With respect to the word "derive", report how many lines of the following listing include it. Give nothing but the number.

Top of Supplied entries

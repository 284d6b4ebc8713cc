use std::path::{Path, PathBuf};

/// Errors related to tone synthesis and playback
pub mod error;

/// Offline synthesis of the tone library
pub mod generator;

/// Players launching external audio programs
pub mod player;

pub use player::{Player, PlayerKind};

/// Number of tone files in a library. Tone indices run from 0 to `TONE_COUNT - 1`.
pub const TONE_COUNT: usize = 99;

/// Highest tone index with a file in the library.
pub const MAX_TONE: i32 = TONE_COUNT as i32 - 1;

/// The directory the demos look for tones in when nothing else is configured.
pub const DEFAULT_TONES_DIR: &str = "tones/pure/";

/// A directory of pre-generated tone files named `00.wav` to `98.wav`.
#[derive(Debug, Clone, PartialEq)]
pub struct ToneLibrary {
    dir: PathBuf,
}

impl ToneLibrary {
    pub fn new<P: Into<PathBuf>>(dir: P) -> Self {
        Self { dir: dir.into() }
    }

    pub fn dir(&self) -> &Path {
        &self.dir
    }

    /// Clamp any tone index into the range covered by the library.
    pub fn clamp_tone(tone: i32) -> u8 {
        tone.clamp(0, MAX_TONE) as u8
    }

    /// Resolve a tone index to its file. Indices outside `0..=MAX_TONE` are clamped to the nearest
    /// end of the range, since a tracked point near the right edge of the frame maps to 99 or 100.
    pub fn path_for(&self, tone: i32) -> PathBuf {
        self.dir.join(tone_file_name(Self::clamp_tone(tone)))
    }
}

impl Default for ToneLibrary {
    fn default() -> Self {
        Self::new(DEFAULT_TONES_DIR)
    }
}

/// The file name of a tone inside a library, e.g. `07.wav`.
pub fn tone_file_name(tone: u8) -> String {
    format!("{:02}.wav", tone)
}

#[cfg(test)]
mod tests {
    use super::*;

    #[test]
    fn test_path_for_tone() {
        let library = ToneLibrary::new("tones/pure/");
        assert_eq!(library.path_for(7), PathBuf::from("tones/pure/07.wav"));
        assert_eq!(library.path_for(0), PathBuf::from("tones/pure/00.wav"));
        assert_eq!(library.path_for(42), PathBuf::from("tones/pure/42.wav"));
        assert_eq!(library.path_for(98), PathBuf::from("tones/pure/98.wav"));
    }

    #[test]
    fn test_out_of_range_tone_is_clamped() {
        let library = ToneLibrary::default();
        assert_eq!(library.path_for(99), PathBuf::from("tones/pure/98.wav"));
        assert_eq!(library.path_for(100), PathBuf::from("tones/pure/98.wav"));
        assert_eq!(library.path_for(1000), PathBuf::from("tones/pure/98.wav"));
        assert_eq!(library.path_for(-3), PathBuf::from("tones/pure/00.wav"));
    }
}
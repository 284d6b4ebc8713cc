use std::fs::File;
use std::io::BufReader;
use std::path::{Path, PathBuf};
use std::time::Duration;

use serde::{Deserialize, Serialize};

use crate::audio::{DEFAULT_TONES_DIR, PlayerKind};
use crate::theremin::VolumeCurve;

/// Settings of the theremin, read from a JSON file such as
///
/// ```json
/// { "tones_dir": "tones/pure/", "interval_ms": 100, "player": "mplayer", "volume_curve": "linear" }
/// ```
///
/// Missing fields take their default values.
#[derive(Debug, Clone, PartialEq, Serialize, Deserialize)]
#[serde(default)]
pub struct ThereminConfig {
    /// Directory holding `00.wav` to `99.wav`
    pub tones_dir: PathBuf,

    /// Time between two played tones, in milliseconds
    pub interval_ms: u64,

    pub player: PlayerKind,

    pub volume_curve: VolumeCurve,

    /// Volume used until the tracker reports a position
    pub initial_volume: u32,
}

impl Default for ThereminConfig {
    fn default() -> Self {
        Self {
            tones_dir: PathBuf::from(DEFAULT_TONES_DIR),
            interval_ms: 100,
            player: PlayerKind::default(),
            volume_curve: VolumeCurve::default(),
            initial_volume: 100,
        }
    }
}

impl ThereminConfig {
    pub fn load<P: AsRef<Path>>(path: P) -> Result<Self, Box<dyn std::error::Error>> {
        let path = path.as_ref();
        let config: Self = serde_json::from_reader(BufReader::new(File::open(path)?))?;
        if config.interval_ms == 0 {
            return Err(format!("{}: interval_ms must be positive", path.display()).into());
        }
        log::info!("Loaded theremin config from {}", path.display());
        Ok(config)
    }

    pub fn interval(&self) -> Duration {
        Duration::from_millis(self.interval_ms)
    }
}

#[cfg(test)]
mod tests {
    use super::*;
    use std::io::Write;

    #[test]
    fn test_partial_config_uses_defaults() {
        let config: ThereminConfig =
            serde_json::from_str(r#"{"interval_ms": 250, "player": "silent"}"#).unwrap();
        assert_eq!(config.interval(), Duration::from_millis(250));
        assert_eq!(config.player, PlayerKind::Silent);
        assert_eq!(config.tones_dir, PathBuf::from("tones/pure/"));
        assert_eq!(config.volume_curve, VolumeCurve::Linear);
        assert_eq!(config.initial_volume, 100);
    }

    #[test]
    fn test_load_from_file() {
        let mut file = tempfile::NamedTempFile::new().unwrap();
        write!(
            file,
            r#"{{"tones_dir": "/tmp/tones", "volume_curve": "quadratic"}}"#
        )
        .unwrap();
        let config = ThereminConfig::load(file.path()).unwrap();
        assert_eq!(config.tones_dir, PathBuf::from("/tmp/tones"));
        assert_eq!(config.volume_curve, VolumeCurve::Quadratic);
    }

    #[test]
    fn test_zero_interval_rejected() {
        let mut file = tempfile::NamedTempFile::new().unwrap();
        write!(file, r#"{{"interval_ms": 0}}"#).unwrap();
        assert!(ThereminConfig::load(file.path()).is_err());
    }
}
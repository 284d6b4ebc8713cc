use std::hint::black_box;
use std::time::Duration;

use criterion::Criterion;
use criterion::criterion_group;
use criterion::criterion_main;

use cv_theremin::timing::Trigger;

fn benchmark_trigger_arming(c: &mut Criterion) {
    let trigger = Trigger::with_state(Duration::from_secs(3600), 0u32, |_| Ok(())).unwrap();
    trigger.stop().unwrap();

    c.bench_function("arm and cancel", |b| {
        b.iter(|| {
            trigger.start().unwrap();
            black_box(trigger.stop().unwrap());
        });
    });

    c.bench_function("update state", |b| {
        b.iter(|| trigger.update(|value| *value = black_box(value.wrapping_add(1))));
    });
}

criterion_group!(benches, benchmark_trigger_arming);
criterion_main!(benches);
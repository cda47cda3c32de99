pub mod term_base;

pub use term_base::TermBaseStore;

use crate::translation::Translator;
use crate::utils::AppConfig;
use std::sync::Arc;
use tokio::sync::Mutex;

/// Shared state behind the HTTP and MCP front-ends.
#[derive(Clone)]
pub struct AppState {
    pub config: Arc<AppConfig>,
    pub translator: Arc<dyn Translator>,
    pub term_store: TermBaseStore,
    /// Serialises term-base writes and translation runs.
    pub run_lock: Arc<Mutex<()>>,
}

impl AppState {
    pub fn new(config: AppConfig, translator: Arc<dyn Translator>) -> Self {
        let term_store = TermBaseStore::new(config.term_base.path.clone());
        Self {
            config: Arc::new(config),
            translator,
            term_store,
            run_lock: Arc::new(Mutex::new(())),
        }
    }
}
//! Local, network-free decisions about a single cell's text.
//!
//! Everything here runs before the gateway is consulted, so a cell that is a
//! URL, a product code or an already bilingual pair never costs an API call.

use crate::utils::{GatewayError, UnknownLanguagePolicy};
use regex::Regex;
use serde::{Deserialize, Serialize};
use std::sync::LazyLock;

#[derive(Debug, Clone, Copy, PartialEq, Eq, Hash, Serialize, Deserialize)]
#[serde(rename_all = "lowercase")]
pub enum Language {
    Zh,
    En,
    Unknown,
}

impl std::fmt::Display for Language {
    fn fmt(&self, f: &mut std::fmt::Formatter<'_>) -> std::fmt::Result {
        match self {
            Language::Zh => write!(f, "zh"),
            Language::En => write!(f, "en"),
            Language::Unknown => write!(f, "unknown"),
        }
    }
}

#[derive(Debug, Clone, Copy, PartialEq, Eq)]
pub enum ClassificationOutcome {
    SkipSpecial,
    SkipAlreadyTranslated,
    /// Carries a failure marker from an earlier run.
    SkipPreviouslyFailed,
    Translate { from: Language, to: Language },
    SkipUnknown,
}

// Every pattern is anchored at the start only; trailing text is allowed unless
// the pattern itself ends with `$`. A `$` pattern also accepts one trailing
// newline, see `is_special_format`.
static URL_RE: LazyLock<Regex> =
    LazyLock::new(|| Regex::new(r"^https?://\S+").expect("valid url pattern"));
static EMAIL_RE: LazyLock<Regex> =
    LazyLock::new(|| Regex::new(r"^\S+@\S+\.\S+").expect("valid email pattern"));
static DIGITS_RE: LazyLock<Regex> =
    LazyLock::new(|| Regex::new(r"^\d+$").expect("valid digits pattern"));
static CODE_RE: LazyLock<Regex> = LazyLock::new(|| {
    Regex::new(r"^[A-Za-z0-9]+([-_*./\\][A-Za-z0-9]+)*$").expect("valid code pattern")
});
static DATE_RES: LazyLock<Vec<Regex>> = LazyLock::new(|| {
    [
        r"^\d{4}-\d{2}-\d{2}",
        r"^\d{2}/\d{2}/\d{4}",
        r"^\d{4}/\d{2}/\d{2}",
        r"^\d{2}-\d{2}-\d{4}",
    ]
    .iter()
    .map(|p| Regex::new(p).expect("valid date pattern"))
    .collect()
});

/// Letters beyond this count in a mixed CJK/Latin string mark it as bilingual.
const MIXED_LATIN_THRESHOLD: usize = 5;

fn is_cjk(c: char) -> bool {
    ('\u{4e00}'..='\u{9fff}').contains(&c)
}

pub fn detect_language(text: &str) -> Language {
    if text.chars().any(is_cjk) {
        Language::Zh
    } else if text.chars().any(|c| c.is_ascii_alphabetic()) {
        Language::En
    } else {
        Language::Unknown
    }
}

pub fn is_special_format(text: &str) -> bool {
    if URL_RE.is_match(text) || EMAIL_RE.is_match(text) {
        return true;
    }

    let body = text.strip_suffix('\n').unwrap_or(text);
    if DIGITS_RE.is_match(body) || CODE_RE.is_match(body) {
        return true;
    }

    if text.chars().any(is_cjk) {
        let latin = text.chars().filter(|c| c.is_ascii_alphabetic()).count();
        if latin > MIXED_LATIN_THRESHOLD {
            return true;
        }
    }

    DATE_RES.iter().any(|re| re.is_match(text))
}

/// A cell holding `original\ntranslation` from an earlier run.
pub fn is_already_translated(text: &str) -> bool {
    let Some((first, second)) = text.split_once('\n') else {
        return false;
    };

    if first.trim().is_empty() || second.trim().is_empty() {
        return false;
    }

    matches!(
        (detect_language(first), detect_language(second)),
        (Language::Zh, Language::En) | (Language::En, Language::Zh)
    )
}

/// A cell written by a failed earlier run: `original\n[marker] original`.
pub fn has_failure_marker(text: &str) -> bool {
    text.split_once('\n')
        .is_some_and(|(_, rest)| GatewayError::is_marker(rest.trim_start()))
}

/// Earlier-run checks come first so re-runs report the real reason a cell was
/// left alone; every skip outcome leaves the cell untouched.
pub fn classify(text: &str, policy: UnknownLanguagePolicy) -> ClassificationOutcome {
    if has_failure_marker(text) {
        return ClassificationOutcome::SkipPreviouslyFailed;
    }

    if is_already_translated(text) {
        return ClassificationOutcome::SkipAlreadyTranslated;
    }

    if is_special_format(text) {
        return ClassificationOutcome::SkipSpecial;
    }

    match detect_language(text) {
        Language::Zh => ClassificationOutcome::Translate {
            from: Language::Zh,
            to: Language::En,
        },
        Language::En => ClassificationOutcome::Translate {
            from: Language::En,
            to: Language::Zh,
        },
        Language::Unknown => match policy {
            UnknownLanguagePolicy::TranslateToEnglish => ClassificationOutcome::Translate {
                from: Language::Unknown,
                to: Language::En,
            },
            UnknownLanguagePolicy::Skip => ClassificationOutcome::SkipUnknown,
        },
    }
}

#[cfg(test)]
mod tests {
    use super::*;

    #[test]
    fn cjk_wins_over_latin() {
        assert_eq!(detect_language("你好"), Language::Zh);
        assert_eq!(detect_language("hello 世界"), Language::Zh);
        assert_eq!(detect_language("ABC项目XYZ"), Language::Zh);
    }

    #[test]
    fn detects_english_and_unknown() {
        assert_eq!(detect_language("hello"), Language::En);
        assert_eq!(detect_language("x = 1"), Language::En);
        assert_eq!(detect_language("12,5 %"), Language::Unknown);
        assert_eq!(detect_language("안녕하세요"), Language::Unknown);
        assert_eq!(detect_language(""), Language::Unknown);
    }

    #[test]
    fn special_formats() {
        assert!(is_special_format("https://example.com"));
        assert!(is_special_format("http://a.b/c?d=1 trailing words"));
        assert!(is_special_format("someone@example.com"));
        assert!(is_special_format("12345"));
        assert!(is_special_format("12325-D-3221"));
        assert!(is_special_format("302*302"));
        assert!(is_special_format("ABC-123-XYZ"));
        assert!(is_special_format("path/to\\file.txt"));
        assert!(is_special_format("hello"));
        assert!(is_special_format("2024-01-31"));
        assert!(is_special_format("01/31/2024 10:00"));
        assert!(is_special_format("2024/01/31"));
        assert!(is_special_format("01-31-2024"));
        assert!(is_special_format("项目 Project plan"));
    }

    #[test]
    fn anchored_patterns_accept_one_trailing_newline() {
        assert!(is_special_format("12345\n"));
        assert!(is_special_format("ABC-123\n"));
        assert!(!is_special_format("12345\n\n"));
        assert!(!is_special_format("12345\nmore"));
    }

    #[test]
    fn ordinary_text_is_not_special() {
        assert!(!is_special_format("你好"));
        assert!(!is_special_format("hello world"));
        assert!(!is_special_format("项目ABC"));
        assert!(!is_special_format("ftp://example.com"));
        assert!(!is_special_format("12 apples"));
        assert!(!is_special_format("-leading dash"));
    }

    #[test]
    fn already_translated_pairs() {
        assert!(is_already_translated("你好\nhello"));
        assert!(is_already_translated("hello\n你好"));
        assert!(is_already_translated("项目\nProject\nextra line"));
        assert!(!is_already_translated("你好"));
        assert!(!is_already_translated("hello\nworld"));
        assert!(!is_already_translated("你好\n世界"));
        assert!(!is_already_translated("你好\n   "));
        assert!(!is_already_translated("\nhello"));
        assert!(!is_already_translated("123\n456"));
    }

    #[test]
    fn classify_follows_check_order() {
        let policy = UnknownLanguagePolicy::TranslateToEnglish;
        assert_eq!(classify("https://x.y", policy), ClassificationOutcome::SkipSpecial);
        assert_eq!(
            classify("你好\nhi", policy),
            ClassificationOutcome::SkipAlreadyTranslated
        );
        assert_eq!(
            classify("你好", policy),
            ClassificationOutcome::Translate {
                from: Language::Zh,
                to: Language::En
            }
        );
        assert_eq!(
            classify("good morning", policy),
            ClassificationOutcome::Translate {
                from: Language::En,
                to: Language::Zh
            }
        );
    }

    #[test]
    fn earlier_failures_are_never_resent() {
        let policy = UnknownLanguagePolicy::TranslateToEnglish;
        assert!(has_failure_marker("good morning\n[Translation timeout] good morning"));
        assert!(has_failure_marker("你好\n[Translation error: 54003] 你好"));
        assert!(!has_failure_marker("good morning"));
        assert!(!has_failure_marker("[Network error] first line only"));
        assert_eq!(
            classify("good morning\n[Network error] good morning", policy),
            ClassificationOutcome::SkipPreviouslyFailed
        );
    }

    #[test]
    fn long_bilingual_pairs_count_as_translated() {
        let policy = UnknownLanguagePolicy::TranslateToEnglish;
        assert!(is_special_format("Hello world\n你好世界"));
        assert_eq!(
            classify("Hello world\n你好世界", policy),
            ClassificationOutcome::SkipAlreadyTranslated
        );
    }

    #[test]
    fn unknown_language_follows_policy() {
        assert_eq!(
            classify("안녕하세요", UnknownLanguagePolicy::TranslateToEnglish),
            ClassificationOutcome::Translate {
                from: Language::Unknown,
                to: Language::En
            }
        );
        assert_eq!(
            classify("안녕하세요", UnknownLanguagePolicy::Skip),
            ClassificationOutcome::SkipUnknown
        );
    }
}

Bottom of Supplied entries

• _Problem solution_
5